Por Rodrigo Ottonello

La literatura argentina no es ni tiene por qué ser literatura sobre la Argentina. Cuaderno de Pripyat, segunda novela de Carlos Ríos, es un relato sobre las radioactivas ruinas ucranianas en torno a la explotada central nuclear de Chernobyl. De hecho no es la primera vez que un escritor local se ocupa del tema: lo hizo Juan José Saer en uno de sus últimos cuentos (“Lo visible”) y Ríos lo reconoce en un epígrafe. Sin embargo de ello no se desprende que Cuaderno de Pripyat sea la negación del color local en un momento en que buena parte de que la literatura local se aferra intensamente a la descripción de rasgos y gestos nacionales. No lo es porque se despega de un localismo para aferrarse a otro: en vez del Conurbano, la periferia de la Unión Soviética.


El protagonista de la novela se dedica a mirar antes que actuar y a yuxtaponer sensaciones antes que a expresar lo que siente; llega a la ciudad de Pripyat para hacer un documental y en su habitación de hotel se dedica a componer collages; es, en definitiva, muy parecido a los argentinos pasivos y con dificultad para decir de los que nos hablaron tantos relatos de los últimos tiempos, más interesados en describir paisajes y costumbres que en narrar. Cuaderno de Pripyat se construye intercalando testimonios de habitantes de la ciudad, postales sombrías de las zonas en las que se supone que no debería vivir nadie, escenas de vidas contaminadas por la radiación y retazos de los pensamientos torturados de su protagonista. El conjunto luce descompuesto, tal vez en un intento deliberado por dar cuenta del mundo en ruinas del que habla. Ello no quita que haya pasajes intensos, crueles y hermosos, como aquél en que los bueyes plantean revelarse contra los carniceros y destruirlos, pero enseguida se preguntan si luego no serán otros hombres quienes buscarán sus carnes y si eso no será aún peor. Son fragmentos cuyos diálogos con los otros fragmentos quedan en silencio para el lector, quien oscila entre reconstruir lo que no se dice o resignarse y aceptar que solo hay destrozos.

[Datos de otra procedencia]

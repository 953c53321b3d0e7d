//! エラー型定義
//!
//! 統一エラー型（thiserror使用）
//!
//! 起動時にのみ発生する致命的エラー（`CredentialsMissing`, `Config`）と、
//! ポーリングループ内で回復可能なエラーを同じ列挙型で表現する。

use thiserror::Error;

/// watcher全体のエラー型
#[derive(Debug, Clone, PartialEq, Eq, Error)]
pub enum WatcherError {
    /// 必須の環境変数が未設定または空
    #[error("Missing required environment variables: {}", .0.join(", "))]
    CredentialsMissing(Vec<String>),

    /// 設定値が不正
    #[error("Configuration error: {0}")]
    Config(String),

    /// API へのリクエストが失敗（接続エラー・タイムアウト）
    #[error("Homework API request failed: {0}")]
    Request(String),

    /// API が成功以外のステータスを返した
    #[error("Homework API returned HTTP {0}")]
    StatusCode(u16),

    /// レスポンスボディがJSONとして解釈できない
    #[error("Failed to parse homework API response: {0}")]
    Parse(String),

    /// レスポンスの構造が想定と異なる
    #[error("Unexpected homework API response: {0}")]
    Shape(String),

    /// ホームワーク一覧が空
    #[error("Homework list is empty")]
    EmptyResult,

    /// ホームワークに必須フィールドがない
    #[error("Homework record has no `{0}` field")]
    MissingField(&'static str),

    /// 未知のレビューステータス
    #[error("Undocumented homework status: {0}")]
    UnknownStatus(String),

    /// Telegram への送信失敗
    #[error("Telegram notification failed: {0}")]
    Notify(String),
}

impl WatcherError {
    /// 起動時のみ発生し、プロセスを終了させるべきエラーか
    pub fn is_fatal(&self) -> bool {
        matches!(self, Self::CredentialsMissing(_) | Self::Config(_))
    }
}

/// watcher用Result型
pub type WatcherResult<T> = Result<T, WatcherError>;

#[cfg(test)]
mod tests {
    use super::*;

    #[test]
    fn test_credentials_missing_lists_every_variable() {
        let err = WatcherError::CredentialsMissing(vec![
            "PRACTICUM_TOKEN".to_string(),
            "TELEGRAM_CHAT_ID".to_string(),
        ]);
        assert_eq!(
            err.to_string(),
            "Missing required environment variables: PRACTICUM_TOKEN, TELEGRAM_CHAT_ID"
        );
    }

    #[test]
    fn test_status_code_message_carries_code() {
        assert_eq!(
            WatcherError::StatusCode(503).to_string(),
            "Homework API returned HTTP 503"
        );
    }

    #[test]
    fn test_is_fatal() {
        assert!(WatcherError::CredentialsMissing(vec![]).is_fatal());
        assert!(WatcherError::Config("bad".to_string()).is_fatal());
        assert!(!WatcherError::StatusCode(500).is_fatal());
        assert!(!WatcherError::EmptyResult.is_fatal());
        assert!(!WatcherError::Notify("down".to_string()).is_fatal());
    }
}
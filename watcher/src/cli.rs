//! CLI module for homework-watcher
//!
//! Provides command-line overrides on top of the environment configuration.

use clap::Parser;
use homework_watcher_common::config::WatcherConfig;
use homework_watcher_common::error::WatcherResult;
use std::path::PathBuf;

/// Homework watcher - relays homework review status changes to Telegram
#[derive(Parser, Debug)]
#[command(name = "homework-watcher")]
#[command(version, about, long_about = None)]
#[command(after_help = r#"ENVIRONMENT VARIABLES:
    PRACTICUM_TOKEN                        Homework API OAuth token (required)
    TELEGRAM_TOKEN                         Telegram bot token (required)
    TELEGRAM_CHAT_ID                       Destination chat id (required)
    HOMEWORK_WATCHER_ENDPOINT              Homework API URL
    HOMEWORK_WATCHER_TELEGRAM_API          Telegram Bot API base URL (default: https://api.telegram.org)
    HOMEWORK_WATCHER_RETRY_PERIOD_SECS     Seconds between checks (default: 600)
    HOMEWORK_WATCHER_REQUEST_TIMEOUT_SECS  HTTP request timeout (default: 30)
    HOMEWORK_WATCHER_EMPTY_POLICY          no-update | error (default: no-update)
    HOMEWORK_WATCHER_LOG_LEVEL             Log level (default: info)
    HOMEWORK_WATCHER_LOG_DIR               Directory for daily log files
"#)]
pub struct Cli {
    /// Run a single check and exit
    #[arg(long)]
    pub once: bool,

    /// Seconds to wait between checks
    #[arg(long, value_name = "SECS", value_parser = clap::value_parser!(u64).range(1..))]
    pub retry_period: Option<u64>,

    /// Also write logs to a daily-rotated file in this directory
    #[arg(long, value_name = "DIR", env = "HOMEWORK_WATCHER_LOG_DIR")]
    pub log_dir: Option<PathBuf>,
}

impl Cli {
    /// コマンドライン指定を設定に反映し、反映後の設定を再検証する
    pub fn apply(&self, config: &mut WatcherConfig) -> WatcherResult<()> {
        if let Some(secs) = self.retry_period {
            config.retry_period_secs = secs;
        }
        config.validate()
    }
}

#[cfg(test)]
mod tests {
    use super::*;
    use homework_watcher_common::config::Credentials;
    use serial_test::serial;

    fn base_config() -> WatcherConfig {
        WatcherConfig::new(Credentials {
            practicum_token: "p".to_string(),
            telegram_token: "t".to_string(),
            telegram_chat_id: "1".to_string(),
        })
    }

    #[test]
    #[serial]
    fn test_defaults_without_arguments() {
        std::env::remove_var("HOMEWORK_WATCHER_LOG_DIR");
        let cli = Cli::try_parse_from(["homework-watcher"]).unwrap();
        assert!(!cli.once);
        assert!(cli.retry_period.is_none());
        assert!(cli.log_dir.is_none());
    }

    #[test]
    #[serial]
    fn test_parses_all_flags() {
        let cli = Cli::try_parse_from([
            "homework-watcher",
            "--once",
            "--retry-period",
            "60",
            "--log-dir",
            "/tmp/hw-logs",
        ])
        .unwrap();
        assert!(cli.once);
        assert_eq!(cli.retry_period, Some(60));
        assert_eq!(cli.log_dir, Some(PathBuf::from("/tmp/hw-logs")));
    }

    #[test]
    #[serial]
    fn test_log_dir_from_environment() {
        std::env::set_var("HOMEWORK_WATCHER_LOG_DIR", "/var/log/hw");
        let cli = Cli::try_parse_from(["homework-watcher"]).unwrap();
        assert_eq!(cli.log_dir, Some(PathBuf::from("/var/log/hw")));
        std::env::remove_var("HOMEWORK_WATCHER_LOG_DIR");
    }

    #[test]
    fn test_rejects_non_numeric_retry_period() {
        assert!(Cli::try_parse_from(["homework-watcher", "--retry-period", "soon"]).is_err());
    }

    #[test]
    fn test_rejects_zero_retry_period() {
        let err = Cli::try_parse_from(["homework-watcher", "--retry-period", "0"]).unwrap_err();
        assert_eq!(err.kind(), clap::error::ErrorKind::ValueValidation);
    }

    #[test]
    fn test_applied_config_is_validated_again() {
        let mut config = base_config();
        let cli = Cli {
            once: false,
            retry_period: Some(0),
            log_dir: None,
        };
        assert!(cli.apply(&mut config).unwrap_err().is_fatal());
    }

    #[test]
    fn test_apply_overrides_retry_period() {
        let mut config = base_config();
        let cli = Cli::try_parse_from(["homework-watcher", "--retry-period", "5"]).unwrap();
        cli.apply(&mut config).unwrap();
        assert_eq!(config.retry_period_secs, 5);

        let mut config = base_config();
        let cli = Cli {
            once: false,
            retry_period: None,
            log_dir: None,
        };
        cli.apply(&mut config).unwrap();
        assert_eq!(config.retry_period_secs, 600);
    }
}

En su primera novela, Manigua (09), Carlos Ríos también se había ocupado de lo lejano, contando viajes de tribus africanas a través de desiertos y de ciudades de cartón y plástico. Allí, también atendiendo a lo desolado y descompuesto, introduciendo cierta mirada antropológica, Ríos había construido un relato con ritmo de aventura que lograba ser singular. En Cuaderno de Pripyat, en cambio, la búsqueda de nuevos horizontes literarios parece limitada a la búsqueda de nuevos paisajes extranjeros, cuando quizá lo que importa, menos que a dónde mirar, es con qué ojos hacerlo.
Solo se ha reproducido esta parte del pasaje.